Pterostilbene Affects Gastric Cancer Cell Proliferation and Epithelial Mesenchymal Transition (EMT) by Targeting miR-126-3p

Abstract

The incidence of digestive system tumors has been increasing in recent years. Gastric cancer (GC) is one of leading causes of cancer-related mortality. Although a lot of research has been conducted, the effect of GC treatment is still not good. Pterostilbene (PT) has pro-apoptosis and anti-proliferation effects on solid tumors but the effect of PT on GC is unclear. Our study analyzed the effect of PT on GC and miR-126-3p, and provided a reliable reference for future clinical treatment of GC. Through Real time PCR, we first determined that miR-126-3p was down-regulated in GC, which is not related to general characteristics of patients, including gender and age, but is related to differentiation, metastasis, and tumor TNM pathological staging, suggesting that miR-126-3 could be used for predicting the occurrence and prognosis of cancer.

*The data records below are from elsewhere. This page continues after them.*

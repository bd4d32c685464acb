#![cfg(unix)]

use std::time::{Duration, Instant};

use async_trait::async_trait;
use gitpulse_process::{
    BoxError, CollectOutput, CommandSpec, ConsumeFlow, DiscardOutput, ExecContext, KillReason,
    OutputConsumer, ProcessError, ProcessOutcome, ProcessRunner,
};
use tokio::io::{AsyncBufRead, AsyncBufReadExt, AsyncReadExt};

fn sh(script: &str) -> CommandSpec {
    CommandSpec::new("sh").arg("-c").arg(script)
}

fn runner() -> ProcessRunner {
    ProcessRunner::new().with_grace_period(Duration::from_millis(200))
}

/// Takes the first `limit` lines, then stops
struct FirstLines {
    limit: usize,
    lines: Vec<String>,
}

#[async_trait]
impl OutputConsumer for FirstLines {
    async fn consume(
        &mut self,
        stdout: &mut (dyn AsyncBufRead + Unpin + Send),
    ) -> Result<ConsumeFlow, BoxError> {
        let mut lines = stdout.lines();
        while let Some(line) = lines.next_line().await? {
            self.lines.push(line);
            if self.lines.len() == self.limit {
                return Ok(ConsumeFlow::Stopped);
            }
        }
        Ok(ConsumeFlow::Drained)
    }
}

struct FailsImmediately;

#[async_trait]
impl OutputConsumer for FailsImmediately {
    async fn consume(
        &mut self,
        _stdout: &mut (dyn AsyncBufRead + Unpin + Send),
    ) -> Result<ConsumeFlow, BoxError> {
        Err("bad record".into())
    }
}

/// Reads everything, then rejects it as truncated
struct FailsAtEof;

#[async_trait]
impl OutputConsumer for FailsAtEof {
    async fn consume(
        &mut self,
        stdout: &mut (dyn AsyncBufRead + Unpin + Send),
    ) -> Result<ConsumeFlow, BoxError> {
        let mut buf = Vec::new();
        stdout.read_to_end(&mut buf).await?;
        Err(format!("truncated record after {} bytes", buf.len()).into())
    }
}

// ============================================================
// Completion
// ============================================================

#[tokio::test]
async fn test_success_streams_stdout() {
    let mut out = CollectOutput::default();
    let outcome = runner()
        .run(&sh("printf 'a\\nb\\n'"), &ExecContext::background(), &mut out)
        .await
        .unwrap();

    assert_eq!(outcome, ProcessOutcome::Success);
    assert_eq!(out.stdout, "a\nb\n");
}

#[tokio::test]
async fn test_nonzero_exit_is_failed_with_stderr() {
    let outcome = runner()
        .run(
            &sh("echo 'fatal: bad revision' >&2; exit 128"),
            &ExecContext::background(),
            &mut DiscardOutput,
        )
        .await
        .unwrap();

    assert_eq!(
        outcome,
        ProcessOutcome::Failed {
            exit_code: Some(128),
            stderr: "fatal: bad revision".to_string(),
        }
    );
}

#[tokio::test]
async fn test_missing_executable_is_not_found() {
    let err = runner()
        .run(
            &CommandSpec::new("/definitely/not/a/real/binary"),
            &ExecContext::background(),
            &mut DiscardOutput,
        )
        .await
        .unwrap_err();

    assert!(matches!(err, ProcessError::NotFound(_)), "{err:?}");
}

#[tokio::test]
async fn test_working_dir_is_applied() {
    let dir = tempfile::TempDir::new().unwrap();
    let mut out = CollectOutput::default();
    runner()
        .run(
            &CommandSpec::new("pwd").current_dir(dir.path()),
            &ExecContext::background(),
            &mut out,
        )
        .await
        .unwrap();

    let expected = dir.path().canonicalize().unwrap();
    let actual = std::path::Path::new(out.stdout.trim()).canonicalize().unwrap();
    assert_eq!(actual, expected);
}

// ============================================================
// Kills and cancellation
// ============================================================

#[tokio::test]
async fn test_external_sigkill_is_killed() {
    let outcome = runner()
        .run(&sh("kill -9 $$"), &ExecContext::background(), &mut DiscardOutput)
        .await
        .unwrap();

    assert_eq!(outcome, ProcessOutcome::Killed(KillReason::Signal));
}

#[tokio::test]
async fn test_sigterm_is_failure_not_kill() {
    let outcome = runner()
        .run(&sh("kill -15 $$"), &ExecContext::background(), &mut DiscardOutput)
        .await
        .unwrap();

    assert!(
        matches!(outcome, ProcessOutcome::Failed { exit_code: None, .. }),
        "{outcome:?}"
    );
}

#[tokio::test]
async fn test_deadline_kills_silent_process_promptly() {
    let ctx = ExecContext::background().with_timeout(Duration::from_millis(100));
    let start = Instant::now();

    let outcome = runner()
        .run(&sh("sleep 30"), &ctx, &mut DiscardOutput)
        .await
        .unwrap();

    assert_eq!(outcome, ProcessOutcome::Killed(KillReason::DeadlineExceeded));
    assert!(start.elapsed() < Duration::from_secs(5));
}

#[tokio::test]
async fn test_cancel_handle_kills_process() {
    let (ctx, handle) = ExecContext::with_cancel();
    tokio::spawn(async move {
        tokio::time::sleep(Duration::from_millis(50)).await;
        handle.cancel();
    });

    let outcome = runner()
        .run(&sh("while true; do echo tick; done"), &ctx, &mut DiscardOutput)
        .await
        .unwrap();

    assert_eq!(outcome, ProcessOutcome::Killed(KillReason::Cancelled));
}

#[tokio::test]
async fn test_already_cancelled_context_does_not_spawn() {
    let (ctx, handle) = ExecContext::with_cancel();
    handle.cancel();

    // Would fail with NotFound if it were spawned
    let outcome = runner()
        .run(&CommandSpec::new("/no/such/binary"), &ctx, &mut DiscardOutput)
        .await
        .unwrap();

    assert_eq!(outcome, ProcessOutcome::Killed(KillReason::Cancelled));
}

// ============================================================
// Consumer behaviour
// ============================================================

#[tokio::test]
async fn test_consumer_stopping_early_is_success() {
    let mut first = FirstLines {
        limit: 3,
        lines: Vec::new(),
    };
    let outcome = runner()
        .run(&sh("yes line"), &ExecContext::background(), &mut first)
        .await
        .unwrap();

    assert_eq!(outcome, ProcessOutcome::Success);
    assert_eq!(first.lines, vec!["line", "line", "line"]);
}

#[tokio::test]
async fn test_consumer_error_surfaces_and_reaps() {
    let start = Instant::now();
    let err = runner()
        .run(&sh("sleep 30"), &ExecContext::background(), &mut FailsImmediately)
        .await
        .unwrap_err();

    assert!(matches!(err, ProcessError::Consumer(_)), "{err:?}");
    assert!(start.elapsed() < Duration::from_secs(5));
}

#[tokio::test]
async fn test_kill_mid_record_wins_over_consumer_error() {
    let outcome = runner()
        .run(
            &sh("printf 'partial'; kill -9 $$"),
            &ExecContext::background(),
            &mut FailsAtEof,
        )
        .await
        .unwrap();

    assert_eq!(outcome, ProcessOutcome::Killed(KillReason::Signal));
}

#[tokio::test]
async fn test_consumer_error_after_clean_exit_is_reported() {
    let err = runner()
        .run(&sh("printf 'partial'"), &ExecContext::background(), &mut FailsAtEof)
        .await
        .unwrap_err();

    assert!(matches!(err, ProcessError::Consumer(_)), "{err:?}");
}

In vitro experiments confirmed that further down-regulation of miR-126-3p can increase tumor cell proliferation, decrease apoptosis, promote invasion, and inhibit EMT. On the other hand, overexpression of miR-126-3p inhibited cancer cell-related activities, but promoted EMT. Administration of PT suppressed GC cell activity, inhibited EMT, and increased the expression of miR-126-3p, indicating that PT may affect GC cells by regulating miR-126-3p, which may be one of options for new treatments of GC in the future.